*** Opening of Data extracts ***

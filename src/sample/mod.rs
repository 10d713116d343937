//! Sample-data generators for the bundled fixture files
//!
//! The handlers pass fixture files through verbatim; these generators
//! produce realistic-looking fixture contents so a local deployment has
//! something to serve. See the `mockgen` binary for the CLI front end.

pub mod measurements;
pub mod transactions;

/// Timestamp format used across all generated records.
pub const TIMESTAMP_FORMAT: &str = "%Y-%m-%dT%H:%M:%SZ";
use std::env;
use std::path::{Path, PathBuf};

use anyhow::Result;
use serde::Deserialize;

use crate::fixture::FixtureStore;

/// Top-level application configuration loaded from file + environment.
#[derive(Debug, Clone, Deserialize, Default)]
#[serde(default)]
pub struct AppConfig {
    pub server: ServerConfig,
    pub fixtures: FixturesSection,
    pub logging: LoggingSection,
}

impl AppConfig {
    /// Load configuration from disk and environment.
    pub fn load() -> Result<Self> {
        let config_path = env::var("MOCKAPI_CONFIG").unwrap_or_else(|_| "config.toml".to_string());

        let mut builder = config::Config::builder();

        if Path::new(&config_path).exists() {
            builder = builder.add_source(config::File::from(PathBuf::from(&config_path)));
        }

        builder = builder.add_source(
            config::Environment::with_prefix("MOCKAPI")
                .separator("_")
                .try_parsing(true),
        );

        let settings = builder.build()?;
        let mut config: Self = settings.try_deserialize()?;

        if config.logging.level.trim().is_empty() {
            config.logging.level = "info".to_string();
        }

        Ok(config)
    }
}

#[derive(Debug, Clone, Deserialize)]
#[serde(default)]
pub struct ServerConfig {
    pub host: String,
    pub port: u16,
}

impl Default for ServerConfig {
    fn default() -> Self {
        Self {
            host: "0.0.0.0".to_string(),
            port: 3000,
        }
    }
}

/// Fixture file locations. File names resolve relative to `dir` unless they
/// are absolute paths.
#[derive(Debug, Clone, Deserialize)]
#[serde(default)]
pub struct FixturesSection {
    pub dir: String,
    pub transactions: String,
    pub water_measurements: String,
}

impl FixturesSection {
    pub fn resolve(&self, file: &str) -> PathBuf {
        let path = PathBuf::from(file);
        if path.is_absolute() {
            path
        } else {
            PathBuf::from(&self.dir).join(path)
        }
    }

    /// Build the fixture store the handlers read from.
    pub fn to_store(&self) -> FixtureStore {
        FixtureStore::new(
            self.resolve(&self.transactions),
            self.resolve(&self.water_measurements),
        )
    }
}

impl Default for FixturesSection {
    fn default() -> Self {
        Self {
            dir: "./fixtures".to_string(),
            transactions: "transactions.json".to_string(),
            water_measurements: "water_measurements.json".to_string(),
        }
    }
}

#[derive(Debug, Clone, Deserialize, Default)]
#[serde(default)]
pub struct LoggingSection {
    pub level: String,
    pub format: LogFormat,
}

#[derive(Debug, Clone, Deserialize, Default)]
#[serde(rename_all = "lowercase")]
pub enum LogFormat {
    #[default]
    Json,
    Text,
}
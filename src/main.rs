//! Mockapi server binary

use anyhow::Context;
use tracing_subscriber::{layer::SubscriberExt, util::SubscriberInitExt, EnvFilter};

use mockapi::api::{create_router, AppState};
use mockapi::config::{AppConfig, LogFormat};
use mockapi::fixture::Fixture;

#[tokio::main]
async fn main() -> anyhow::Result<()> {
    let config = AppConfig::load().context("failed to load configuration")?;

    init_tracing(&config)?;

    let fixtures = config.fixtures.to_store();
    for fixture in Fixture::ALL {
        let path = fixtures.path(fixture);
        if path.exists() {
            tracing::info!(fixture = fixture.name(), path = %path.display(), "Fixture resolved");
        } else {
            tracing::warn!(
                fixture = fixture.name(),
                path = %path.display(),
                "Fixture file not found; requests will be served an empty object",
            );
        }
    }

    let router = create_router(AppState::new(fixtures));

    let addr = format!("{}:{}", config.server.host, config.server.port);
    let listener = tokio::net::TcpListener::bind(&addr)
        .await
        .with_context(|| format!("failed to bind to {}", addr))?;
    tracing::info!(%addr, "Listening for HTTP traffic");

    axum::serve(listener, router).await?;

    Ok(())
}

fn init_tracing(config: &AppConfig) -> anyhow::Result<()> {
    let env_filter = EnvFilter::try_from_default_env()
        .or_else(|_| EnvFilter::try_new(config.logging.level.clone()))
        .unwrap_or_else(|_| EnvFilter::new("mockapi=info"));

    let registry = tracing_subscriber::registry().with(env_filter);

    match config.logging.format {
        LogFormat::Json => {
            registry
                .with(tracing_subscriber::fmt::layer().json())
                .init();
        }
        LogFormat::Text => {
            registry.with(tracing_subscriber::fmt::layer()).init();
        }
    }

    Ok(())
}
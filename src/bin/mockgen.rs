//! Command-line tool for generating mock fixture files.

use std::fs;
use std::path::{Path, PathBuf};

use anyhow::{Context, Result};
use chrono::{Duration, Utc};
use clap::{Args, Parser, Subcommand};
use serde::Serialize;

use mockapi::sample::measurements::{
    generate_hourly_measurements, generate_instruments, MeasurementType,
    WATER_MEASUREMENT_TYPES, WEATHER_MEASUREMENT_TYPES,
};
use mockapi::sample::transactions::{
    generate_customers, generate_merchants, generate_transactions,
};

#[derive(Parser, Debug)]
#[command(author, version, about)]
struct Cli {
    #[command(subcommand)]
    command: Command,
}

#[derive(Subcommand, Debug)]
enum Command {
    /// Generate a transactions fixture
    Transactions {
        #[arg(long, default_value = "fixtures/transactions.json")]
        output: PathBuf,

        /// Number of transactions to generate
        #[arg(long, default_value_t = 1000)]
        count: usize,

        #[arg(long, default_value_t = 50)]
        customers: usize,

        #[arg(long, default_value_t = 100)]
        merchants: usize,

        #[command(flatten)]
        range: DateRange,
    },
    /// Generate a weather measurements fixture
    Weather {
        #[arg(long, default_value = "fixtures/weather_measurements.json")]
        output: PathBuf,

        #[command(flatten)]
        opts: MeasurementOpts,
    },
    /// Generate a water measurements fixture
    Water {
        #[arg(long, default_value = "fixtures/water_measurements.json")]
        output: PathBuf,

        #[command(flatten)]
        opts: MeasurementOpts,
    },
}

#[derive(Args, Debug)]
struct DateRange {
    /// Number of whole days the generated range covers, ending now
    #[arg(long, default_value_t = 30)]
    days: i64,
}

#[derive(Args, Debug)]
struct MeasurementOpts {
    #[arg(long, default_value_t = 7)]
    days: i64,

    /// Number of instruments reporting
    #[arg(long, default_value_t = 20)]
    instruments: usize,
}

fn main() -> Result<()> {
    let cli = Cli::parse();

    match cli.command {
        Command::Transactions {
            output,
            count,
            customers,
            merchants,
            range,
        } => {
            let end = Utc::now();
            let start = end - Duration::days(range.days);
            let customers = generate_customers(customers);
            let merchants = generate_merchants(merchants);
            let data = generate_transactions(start, end, count, &customers, &merchants);
            write_fixture(&output, &data)?;
            println!("Wrote {} transactions to {}", data.len(), output.display());
        }
        Command::Weather { output, opts } => {
            let data = generate_measurement_fixture(&opts, &WEATHER_MEASUREMENT_TYPES);
            write_fixture(&output, &data)?;
            println!("Wrote {} measurements to {}", data.len(), output.display());
        }
        Command::Water { output, opts } => {
            let data = generate_measurement_fixture(&opts, &WATER_MEASUREMENT_TYPES);
            write_fixture(&output, &data)?;
            println!("Wrote {} measurements to {}", data.len(), output.display());
        }
    }

    Ok(())
}

fn generate_measurement_fixture(
    opts: &MeasurementOpts,
    measurement_types: &[MeasurementType],
) -> Vec<mockapi::sample::measurements::Measurement> {
    let end = Utc::now();
    let start = end - Duration::days(opts.days);
    let instruments = generate_instruments(opts.instruments);
    generate_hourly_measurements(start, end, &instruments, measurement_types)
}

fn write_fixture<T: Serialize>(output: &Path, data: &T) -> Result<()> {
    if let Some(parent) = output.parent() {
        if !parent.as_os_str().is_empty() {
            fs::create_dir_all(parent)
                .with_context(|| format!("failed to create {}", parent.display()))?;
        }
    }
    let json = serde_json::to_vec_pretty(data)?;
    fs::write(output, json).with_context(|| format!("failed to write {}", output.display()))?;
    Ok(())
}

*** Close of Data extracts ***

Assignment: From the entries above, tally every line holding the string "filename". Give only the count.

Output: 3